_ASSIGNMENT_. The answer must consist of every line from the entries below that contains the word "sleep".

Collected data
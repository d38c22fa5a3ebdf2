//! Pure display helpers for access lines
//!
//! Maps statuses, latencies and methods to a display [`Style`], and a
//! `Content-Length` value to a human readable size.

use axum::http::Method;
use crossterm::style::{Color, Stylize};

/// Foreground/background pair plus emphasis for one column
#[derive(Debug, Clone, Copy, PartialEq, Eq)]
pub struct Style {
    pub fg: Option<Color>,
    pub bg: Option<Color>,
    pub bold: bool,
    pub dim: bool,
}

impl Style {
    pub const fn fg(color: Color) -> Self {
        Self { fg: Some(color), bg: None, bold: false, dim: false }
    }

    pub const fn on(fg: Color, bg: Color) -> Self {
        Self { fg: Some(fg), bg: Some(bg), bold: false, dim: false }
    }

    pub const fn dim() -> Self {
        Self { fg: None, bg: None, bold: false, dim: true }
    }

    pub const fn bold() -> Self {
        Self { fg: None, bg: None, bold: true, dim: false }
    }

    pub const fn bolded(self) -> Self {
        Self { bold: true, ..self }
    }

    /// Wraps `text` in ANSI escapes, or returns it untouched when `colored` is off
    pub fn paint(&self, text: String, colored: bool) -> String {
        if !colored {
            return text;
        }
        let mut styled = text.stylize();
        if let Some(fg) = self.fg {
            styled = styled.with(fg);
        }
        if let Some(bg) = self.bg {
            styled = styled.on(bg);
        }
        if self.bold {
            styled = styled.bold();
        }
        if self.dim {
            styled = styled.dim();
        }
        styled.to_string()
    }
}

#[derive(Debug, Clone, Copy, PartialEq, Eq)]
pub enum StatusClass {
    ServerError,
    ClientError,
    Redirect,
    Success,
}

impl StatusClass {
    pub fn classify(status: u16) -> Self {
        match status {
            500.. => StatusClass::ServerError,
            400..=499 => StatusClass::ClientError,
            300..=399 => StatusClass::Redirect,
            _ => StatusClass::Success,
        }
    }

    pub fn style(self) -> Style {
        match self {
            StatusClass::ServerError => Style::on(Color::White, Color::DarkRed),
            StatusClass::ClientError => Style::on(Color::Black, Color::DarkYellow),
            StatusClass::Redirect => Style::on(Color::Black, Color::DarkCyan),
            StatusClass::Success => Style::on(Color::Black, Color::DarkGreen),
        }
    }
}

/// Latency cut-offs in milliseconds
#[derive(Debug, Clone, Copy, PartialEq)]
pub struct LatencyThresholds {
    pub warn_ms: f64,
    pub slow_ms: f64,
}

impl Default for LatencyThresholds {
    fn default() -> Self {
        Self { warn_ms: 100.0, slow_ms: 500.0 }
    }
}

#[derive(Debug, Clone, Copy, PartialEq, Eq)]
pub enum LatencyBucket {
    Normal,
    Warning,
    Slow,
}

impl LatencyBucket {
    pub fn classify(latency_ms: f64, thresholds: &LatencyThresholds) -> Self {
        if latency_ms >= thresholds.slow_ms {
            LatencyBucket::Slow
        } else if latency_ms >= thresholds.warn_ms {
            LatencyBucket::Warning
        } else {
            LatencyBucket::Normal
        }
    }

    pub fn style(self) -> Style {
        match self {
            LatencyBucket::Slow => Style::fg(Color::Red).bolded(),
            LatencyBucket::Warning => Style::fg(Color::Yellow),
            LatencyBucket::Normal => Style::fg(Color::Green),
        }
    }
}

pub fn method_style(method: &Method) -> Style {
    match method.as_str() {
        "GET" => Style::on(Color::White, Color::Blue),
        "POST" => Style::on(Color::White, Color::Magenta),
        "PUT" => Style::on(Color::Black, Color::DarkYellow),
        "DELETE" => Style::on(Color::White, Color::Red),
        "HEAD" => Style::on(Color::White, Color::DarkMagenta),
        "OPTIONS" => Style::on(Color::White, Color::DarkGreen),
        "PATCH" => Style::on(Color::Black, Color::Yellow),
        _ => Style::on(Color::White, Color::Rgb { r: 0x33, g: 0x33, b: 0x33 }),
    }
}

/// Human readable size for a `Content-Length` value.
///
/// Missing or empty values render as `-`; values that are not a byte count are
/// shown verbatim.
pub fn size_label(content_length: Option<&str>) -> String {
    let raw = match content_length.map(str::trim) {
        Some(raw) if !raw.is_empty() => raw,
        _ => return "-".to_string(),
    };
    let bytes: u64 = match raw.parse() {
        Ok(bytes) => bytes,
        Err(_) => return raw.to_string(),
    };

    const KB: u64 = 1024;
    const MB: u64 = KB * KB;
    if bytes < KB {
        format!("{}B", bytes)
    } else if bytes < MB {
        format!("{:.1}KB", bytes as f64 / KB as f64)
    } else {
        format!("{:.1}MB", bytes as f64 / MB as f64)
    }
}
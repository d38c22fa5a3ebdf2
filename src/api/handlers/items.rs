//! Item mutation handlers
//!
//! All three honor the force-error header before their artificial delay.

use axum::{extract::Path, http::HeaderMap, Json};
use serde::Serialize;
use std::time::Duration;

use crate::api::fault::check_force_error;
use crate::utils::AppError;

#[derive(Debug, Serialize)]
pub struct ItemResponse {
    pub method: &'static str,
    pub id: String,
    pub status: &'static str,
}

pub async fn update_item(
    Path(id): Path<String>,
    headers: HeaderMap,
) -> Result<Json<ItemResponse>, AppError> {
    check_force_error(&headers)?;
    tokio::time::sleep(Duration::from_millis(100)).await;
    Ok(Json(ItemResponse {
        method: "PUT",
        id,
        status: "updated",
    }))
}

pub async fn patch_item(
    Path(id): Path<String>,
    headers: HeaderMap,
) -> Result<Json<ItemResponse>, AppError> {
    check_force_error(&headers)?;
    Ok(Json(ItemResponse {
        method: "PATCH",
        id,
        status: "patched",
    }))
}

pub async fn delete_item(
    Path(id): Path<String>,
    headers: HeaderMap,
) -> Result<Json<ItemResponse>, AppError> {
    check_force_error(&headers)?;
    tokio::time::sleep(Duration::from_millis(500)).await;
    Ok(Json(ItemResponse {
        method: "DELETE",
        id,
        status: "deleted",
    }))
}
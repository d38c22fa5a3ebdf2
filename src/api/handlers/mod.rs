pub mod errors;
pub mod items;
pub mod system;
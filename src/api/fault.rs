//! Error injection
//!
//! Handlers that opt in call [`check_force_error`] before doing any work. A
//! request carrying `x-force-error: <status>` then ends with that status.

use axum::http::{HeaderMap, StatusCode};

use crate::utils::{AppError, ErrorBody};

pub const FORCE_ERROR_HEADER: &str = "x-force-error";

/// No-op unless the force-error header holds an integer.
///
/// Integers that are not HTTP status codes (outside 100..=999) are treated as
/// an unexpected failure.
pub fn check_force_error(headers: &HeaderMap) -> Result<(), AppError> {
    let requested = headers
        .get(FORCE_ERROR_HEADER)
        .and_then(|value| value.to_str().ok())
        .and_then(|value| value.trim().parse::<i64>().ok());

    let Some(code) = requested else {
        return Ok(());
    };

    let status = u16::try_from(code)
        .ok()
        .and_then(|code| StatusCode::from_u16(code).ok())
        .ok_or_else(|| anyhow::anyhow!("{} requested invalid status {}", FORCE_ERROR_HEADER, code))?;

    tracing::debug!(status = status.as_u16(), "forcing error response");
    Err(AppError::Simulated {
        status,
        body: ErrorBody {
            error: "Simulated error".to_string(),
            status: Some(status.as_u16()),
            detail: Some(format!("forced via {} header", FORCE_ERROR_HEADER)),
        },
    })
}
use axum::{
    http::{header, StatusCode},
    response::{IntoResponse, Response},
    Json,
};
use serde::Serialize;

pub const INTERNAL_ERROR_BODY: &str = "Internal server error";

#[derive(Debug, Serialize)]
pub struct ErrorBody {
    pub error: String,
    #[serde(skip_serializing_if = "Option::is_none")]
    pub status: Option<u16>,
    #[serde(skip_serializing_if = "Option::is_none")]
    pub detail: Option<String>,
}

/// Marker left on a response whose handler failed unexpectedly.
///
/// The access-log middleware takes it off, reports `detail`, and replaces the
/// response with a generic 500 so the cause never reaches the client.
#[derive(Debug, Clone)]
pub struct HandlerFault {
    pub detail: String,
}

/// Application error type
#[derive(Debug, thiserror::Error)]
pub enum AppError {
    /// A deliberate error status, surfaced to the client as-is
    #[error("{status}: {}", .body.error)]
    Simulated { status: StatusCode, body: ErrorBody },
    /// Anything the handler did not expect; contained at the middleware boundary
    #[error(transparent)]
    Unexpected(#[from] anyhow::Error),
}

impl AppError {
    pub fn simulated(status: StatusCode, message: &str) -> Self {
        Self::Simulated {
            status,
            body: ErrorBody {
                error: message.to_string(),
                status: None,
                detail: None,
            },
        }
    }

    pub fn not_found(message: &str) -> Self {
        Self::simulated(StatusCode::NOT_FOUND, message)
    }
}

impl IntoResponse for AppError {
    fn into_response(self) -> Response {
        match self {
            AppError::Simulated { status, body } => (status, Json(body)).into_response(),
            AppError::Unexpected(err) => {
                let mut response = internal_error_response();
                response.extensions_mut().insert(HandlerFault {
                    detail: format!("{:?}", err),
                });
                response
            }
        }
    }
}

/// The generic plain-text 500 every contained failure turns into
pub fn internal_error_response() -> Response {
    (
        StatusCode::INTERNAL_SERVER_ERROR,
        [(header::CONTENT_TYPE, "text/plain; charset=utf-8")],
        INTERNAL_ERROR_BODY,
    )
        .into_response()
}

_SOLUTION TO THIS EXERCISE_.
    tokio::time::sleep(Duration::from_millis(100)).await;
    tokio::time::sleep(Duration::from_millis(500)).await;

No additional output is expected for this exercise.